12. Construction engaged various subcontractors and suppliers to supply certain

portions of services and materials required pursuant to the Contract (the

“Subcontractors”).

13. In or around February 18, 2015, the City terminated the Contract and

subsequently commenced an action against Construction in the Ontario Superior Court

of Justice at Brampton (the “City Action”), in which the City sought damages in the

amount of $10 million for costs, losses and expenses allegedly suffered and incurred as

a result of Construction’s alleged delays in completing the Project, incomplete and

deficient work, and other alleged defaults by Construction under the Contract. A copy

of the City’s Statement of Claim is attached hereto as Appendix “C”.

14. Construction defended the City Action and counterclaimed against the City in

the City Action for payment of the balance of the Contract amount and damages in the

aggregate amount of approximately $25 million for alleged breaches of the Contract by

the City, negligence and unjust enrichment (the “Counterclaim”).

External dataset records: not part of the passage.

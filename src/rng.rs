//! The injected random-number capability. `next(n)` returns a value in
//! `[0, n)`, and `0` when `n == 0`.

use rand::rngs::StdRng;
use rand::{Rng, SeedableRng};

pub trait NumberGenerator {
    fn next(&mut self, bound: usize) -> usize;
}

/// The default capability, backed by `rand`'s `StdRng`. Seeded
/// deterministically when a seed is supplied, otherwise seeded from entropy.
pub struct StdRngSource {
    rng: StdRng,
}

impl StdRngSource {
    pub fn new(seed: Option<u64>) -> Self {
        let rng = match seed {
            Some(seed) => StdRng::seed_from_u64(seed),
            None => StdRng::from_entropy(),
        };
        StdRngSource { rng }
    }
}

impl NumberGenerator for StdRngSource {
    fn next(&mut self, bound: usize) -> usize {
        if bound == 0 {
            0
        } else {
            self.rng.gen_range(0..bound)
        }
    }
}

#[cfg(test)]
pub(crate) struct SequenceRng {
    values: Vec<usize>,
    pos: usize,
}

#[cfg(test)]
impl SequenceRng {
    pub(crate) fn new(values: Vec<usize>) -> Self {
        SequenceRng { values, pos: 0 }
    }
}

#[cfg(test)]
impl NumberGenerator for SequenceRng {
    fn next(&mut self, bound: usize) -> usize {
        if bound == 0 {
            return 0;
        }
        let value = self.values.get(self.pos).copied().unwrap_or(0);
        self.pos += 1;
        value % bound
    }
}
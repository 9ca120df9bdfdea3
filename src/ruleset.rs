//! Rule extraction: per-label, per-direction legal-neighbor sets inferred
//! from a sample grid.

use std::collections::HashMap;

use crate::alphabet::{decode_cell, Label};

#[derive(Debug, Clone, Copy, PartialEq, Eq, Hash)]
pub enum Direction {
    Up,
    Down,
    Left,
    Right,
}

impl Direction {
    pub fn opposite(&self) -> Direction {
        match self {
            Direction::Up => Direction::Down,
            Direction::Down => Direction::Up,
            Direction::Left => Direction::Right,
            Direction::Right => Direction::Left,
        }
    }
}

/// Legal neighbors observed for one label, one set per cardinal direction.
/// `up` enumerates labels observed directly above a cell holding this label,
/// and so on for the other three directions.
#[derive(Debug, Clone, Default, PartialEq, Eq)]
pub struct NeighborRules {
    pub up: Vec<Label>,
    pub down: Vec<Label>,
    pub left: Vec<Label>,
    pub right: Vec<Label>,
}

impl NeighborRules {
    pub fn get(&self, dir: Direction) -> &[Label] {
        match dir {
            Direction::Up => &self.up,
            Direction::Down => &self.down,
            Direction::Left => &self.left,
            Direction::Right => &self.right,
        }
    }

    fn get_mut(&mut self, dir: Direction) -> &mut Vec<Label> {
        match dir {
            Direction::Up => &mut self.up,
            Direction::Down => &mut self.down,
            Direction::Left => &mut self.left,
            Direction::Right => &mut self.right,
        }
    }

    fn observe(&mut self, dir: Direction, label: &Label) {
        let set = self.get_mut(dir);
        if !set.contains(label) {
            set.push(label.clone());
        }
    }
}

pub type RuleSet = HashMap<Label, NeighborRules>;

/// Derive a [`RuleSet`] from a sample grid. `alphabet` seeds one empty entry
/// per observed label; cells whose decoded label isn't in `alphabet` (i.e.
/// unknown codes) contribute no observation.
pub fn generate_rule_set(sample: &[Vec<String>], alphabet: &[Label]) -> RuleSet {
    let mut rules: RuleSet = alphabet
        .iter()
        .cloned()
        .map(|label| (label, NeighborRules::default()))
        .collect();

    for (i, row) in sample.iter().enumerate() {
        for (j, code) in row.iter().enumerate() {
            let label = match decode_cell(code) {
                Some(label) => label,
                None => continue,
            };
            let entry = match rules.get_mut(&label) {
                Some(entry) => entry,
                None => continue,
            };

            if i > 0 {
                if let Some(up) = decode_cell(&sample[i - 1][j]) {
                    entry.observe(Direction::Up, &up);
                }
            }
            if i + 1 < sample.len() {
                if let Some(down) = decode_cell(&sample[i + 1][j]) {
                    entry.observe(Direction::Down, &down);
                }
            }
            if j > 0 {
                if let Some(left) = decode_cell(&row[j - 1]) {
                    entry.observe(Direction::Left, &left);
                }
            }
            if j + 1 < row.len() {
                if let Some(right) = decode_cell(&row[j + 1]) {
                    entry.observe(Direction::Right, &right);
                }
            }

            log::trace!("rule observation at ({i}, {j}): {label}");
        }
    }

    log::debug!("extracted rules for {} labels", rules.len());
    rules
}

#[cfg(test)]
mod tests {
    use super::*;
    use crate::weights::{alphabet_from_weights, calculate_weights};

    fn row(s: &str) -> Vec<String> {
        s.split_whitespace().map(String::from).collect()
    }

    fn rules_for(sample: &[Vec<String>]) -> RuleSet {
        let weights = calculate_weights(sample);
        let alphabet = alphabet_from_weights(&weights);
        generate_rule_set(sample, &alphabet)
    }

    #[test]
    fn rule_extraction_records_observed_adjacencies() {
        let sample = vec![row("L C S"), row("L C S"), row("C S L")];
        let rules = rules_for(&sample);

        let land = &rules["LAND"];
        assert!(land.down.contains(&"LAND".to_string()));
        assert!(land.down.contains(&"COAST".to_string()));
        assert!(land.up.contains(&"LAND".to_string()));
        assert!(land.up.contains(&"SEA".to_string()));
        assert!(land.right.contains(&"COAST".to_string()));
        assert!(land.left.contains(&"SEA".to_string()));
    }

    #[test]
    fn no_rule_set_contains_the_none_sentinel() {
        let sample = vec![row("L X S"), row("X L X")];
        let rules = rules_for(&sample);
        for entry in rules.values() {
            for set in [&entry.up, &entry.down, &entry.left, &entry.right] {
                for label in set {
                    assert_ne!(label, "");
                }
            }
        }
    }

    #[test]
    fn neighbor_sets_contain_each_label_at_most_once() {
        let sample = vec![row("L L L"), row("L L L"), row("L L L")];
        let rules = rules_for(&sample);
        let land = &rules["LAND"];
        for set in [&land.up, &land.down, &land.left, &land.right] {
            let mut seen = std::collections::HashSet::new();
            for label in set {
                assert!(seen.insert(label), "duplicate entry {label} in rule set");
            }
        }
    }

    #[test]
    fn rule_set_contains_exactly_the_alphabet() {
        let sample = vec![row("L C"), row("S L")];
        let weights = calculate_weights(&sample);
        let alphabet = alphabet_from_weights(&weights);
        let rules = generate_rule_set(&sample, &alphabet);

        let mut rule_labels: Vec<&Label> = rules.keys().collect();
        rule_labels.sort();
        let mut alphabet_sorted = alphabet.clone();
        alphabet_sorted.sort();
        assert_eq!(rule_labels, alphabet_sorted.iter().collect::<Vec<_>>());
    }

    #[test]
    fn rule_soundness_every_rule_has_a_witness() {
        // Every rule entry must correspond to an adjacency actually present in the sample.
        let sample = vec![row("L C S"), row("C S L"), row("S L C"), row("L L C")];
        let rules = rules_for(&sample);

        for (label, neighbor_rules) in &rules {
            for (dir, set) in [
                (Direction::Up, &neighbor_rules.up),
                (Direction::Down, &neighbor_rules.down),
                (Direction::Left, &neighbor_rules.left),
                (Direction::Right, &neighbor_rules.right),
            ] {
                for neighbor_label in set {
                    let witnessed = (0..sample.len()).any(|i| {
                        (0..sample[i].len()).any(|j| {
                            if decode_cell(&sample[i][j]).as_ref() != Some(label) {
                                return false;
                            }
                            let (ni, nj): (isize, isize) = match dir {
                                Direction::Up => (i as isize - 1, j as isize),
                                Direction::Down => (i as isize + 1, j as isize),
                                Direction::Left => (i as isize, j as isize - 1),
                                Direction::Right => (i as isize, j as isize + 1),
                            };
                            if ni < 0 || nj < 0 {
                                return false;
                            }
                            let (ni, nj) = (ni as usize, nj as usize);
                            sample
                                .get(ni)
                                .and_then(|r| r.get(nj))
                                .and_then(|c| decode_cell(c))
                                .as_ref()
                                == Some(neighbor_label)
                        })
                    });
                    assert!(
                        witnessed,
                        "rule {label} {dir:?} {neighbor_label} has no witness in the sample"
                    );
                }
            }
        }
    }
}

A copy of

Construction’s Statement of Defence and Counterclaim is attached hereto as Appendix

“D”.

15. The City defended the Counterclaim. A copy of the City’s Reply and Defence to

Counterclaim is attached hereto as Appendix “E”.

16. On April 1, 2015, Construction preserved a claim for lien against the Project

under the Construction Lien Act and on May 11, 2015 commenced an action against the

City and others in the Ontario Superior Court of Justice at Brampton (the “Lien Action”)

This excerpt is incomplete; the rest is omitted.